Practice will be starting at 12 today, hopefully all will go well, in God's perfect will.

Saturday, November 20, 2010

I just realised that I have only 2 scenes or so to act in...

And the first scene have only one line...the other one will have multiple lines, since I am the priest xDD

anyway, going of for practice soon, I doubt that I will be here in the room till night unless there's break in between.

Tuesday, November 16, 2010

Holidays~~

hey guys, people have been asking me how has it been for your break? I simply reply, great and boring....

It's true that I started feeling bored at the beginning of my break since my friends are technically having their exams and all. All I could only do is sit aside, and yawn saying boring, boring and boring. I do have things to do such as house chores, getting ready for the new semester that is in about a month's time, and preparing myself for intensive which is to memorise all the lines that is needed for acting in our Christmas Production this coming December.

The good stuff that actually happen even at the beginning of this break is that I was exposed to new opportunity in the line, or market of business and sales, I didn't really like the idea at first but then after considering for almost few weeks, and I did consult a few people about it, definitely most important is praying about it. I came to a decision that I will do it. In my thoughts, I was like "Why not I try something new?".

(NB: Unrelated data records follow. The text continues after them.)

//! httping - Main CLI Application
//!
//! Sends sequential HTTP requests to one destination over fresh connections
//! and prints ping-style lines and statistics.

use clap::Parser;
use httping::{
    cli::Cli,
    config::{display_config_summary, load_config, validate_config, EnvManager, ValidationLevel},
    error::{AppError, ErrorReporter},
    executor::{cancellation_pair, ProbeLoop},
    logging::LoggerFactory,
    log_debug, log_info,
    models::{Config, ProbeConfig},
    output::{summary_to_json, ConsoleReporter, OutputFormatterFactory},
    stats::ProbeStatistics,
    PKG_NAME, VERSION,
};
use std::process;

#[tokio::main]
async fn main() {
    std::panic::set_hook(Box::new(|panic_info| {
        eprintln!("Application panic: {}", panic_info);
        process::exit(1);
    }));

    let cli = Cli::parse();

    if cli.env_help {
        print!("{}", EnvManager::display_env_help());
        return;
    }

    if let Err(message) = cli.validate() {
        eprintln!("Error: {}", message);
        process::exit(1);
    }

    let use_color = cli.color_override().unwrap_or_else(httping::cli::supports_color);
    let verbose = cli.verbose;

    let config = match load_config(cli) {
        Ok(config) => config,
        Err(error) => {
            ErrorReporter::new(use_color, verbose).report_error(&error);
            process::exit(error.exit_code());
        }
    };

    if let Err(error) = run(config).await {
        ErrorReporter::new(use_color, verbose).report_error(&error);
        process::exit(error.exit_code());
    }
}

/// Probe the configured destination and print the summary
async fn run(config: Config) -> httping::Result<()> {
    let show_info = config.verbose || config.debug;
    for warning in validate_config(&config)? {
        if warning.level != ValidationLevel::Info || show_info {
            eprintln!("{}", warning.format(config.enable_color));
        }
    }

    let factory = LoggerFactory::new(config.clone());
    let logger = factory.create_logger("httping");

    log_info!(logger, "{} v{} starting", PKG_NAME, VERSION);
    log_debug!(
        logger,
        "build {} ({})",
        option_env!("BUILD_TIME").unwrap_or("unknown"),
        option_env!("GIT_COMMIT").unwrap_or("unknown")
    );
    if config.debug {
        log_debug!(logger, "configuration:\n{}", display_config_summary(&config));
    }

    let (handle, token) = cancellation_pair();
    tokio::spawn(async move {
        if tokio::signal::ctrl_c().await.is_ok() {
            handle.cancel();
        }
    });

    let probe_config = ProbeConfig::from(&config);
    let probe_loop = ProbeLoop::new(probe_config, token).with_logger(factory.create_probe_logger());
    let formatter = OutputFormatterFactory::create_formatter(config.enable_color, config.verbose);
    let mut reporter = ConsoleReporter::new(formatter).quiet(config.json_output);
    let mut stats = ProbeStatistics::new(config.destination.clone(), config.count);

    let probe = tokio::spawn(async move {
        let termination = probe_loop.run(&mut stats, &mut reporter).await;
        (stats, reporter, termination)
    });

    let (stats, reporter, termination) = probe
        .await
        .map_err(|e| AppError::internal(format!("Probe task failed: {}", e)))?;

    log_info!(logger, "probe finished: {}", termination);

    match stats.summarize(config.aggregation_mode(), termination) {
        Ok(summary) if config.json_output => println!("{}", summary_to_json(&summary)?),
        Ok(summary) => println!("{}", reporter.formatter().format_summary(&summary)),
        Err(AppError::Statistics(_)) => {
            println!("{}", reporter.formatter().format_no_attempts(stats.destination()));
        }
        Err(error) => return Err(error),
    }

    Ok(())
}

It was hard since I know I am that kind of people person and I don't really know how to even talk about a product well. But I was guarantee a guided route in being thought and being motivated to this business.

Besides that, hard to say this, but there are 2 sides of being able to play a game with new stuff, features, whatever you called it. In my case, maplestory was coming up with a new character a few months back and I got a little excited about it. I wasn't much of a consistent guy in games, and therefore could say that I wasn't on games at that time. I was bored during the holidays before the released of the new patch of the game. Finally, the patch did arrived, I was really interested at first, and it lead to addiction (a little)....not like those major addiction that people normally have, but it's still an addiction.

I could say that I neglect whatever was somehow could say important to me besides house chores, I could frankly say that nobody nags me on doing my devotional time, so I didn't do it for the past few days. And when I came face to face with some of my Christian friends that I look highly upon for the disciplines that they put in to spend time with God, I felt rather regretful and disappointed in myself.

By the way, I have already planned out my holidays like what I should be doing during that time. But regretfully, I didn't accomplished any of it.

The following were:
1. body building and having a fit, healthy lifestyle during the holidays, especially jogging and weight lifting.
2. practicing my musical instruments.
3. spending more time with God.

As you can see, I have not even appeared to have done any of it either entirely or even a little of it. I have only a few days left before I could go to my university to start of my intensive week for Christmas Production.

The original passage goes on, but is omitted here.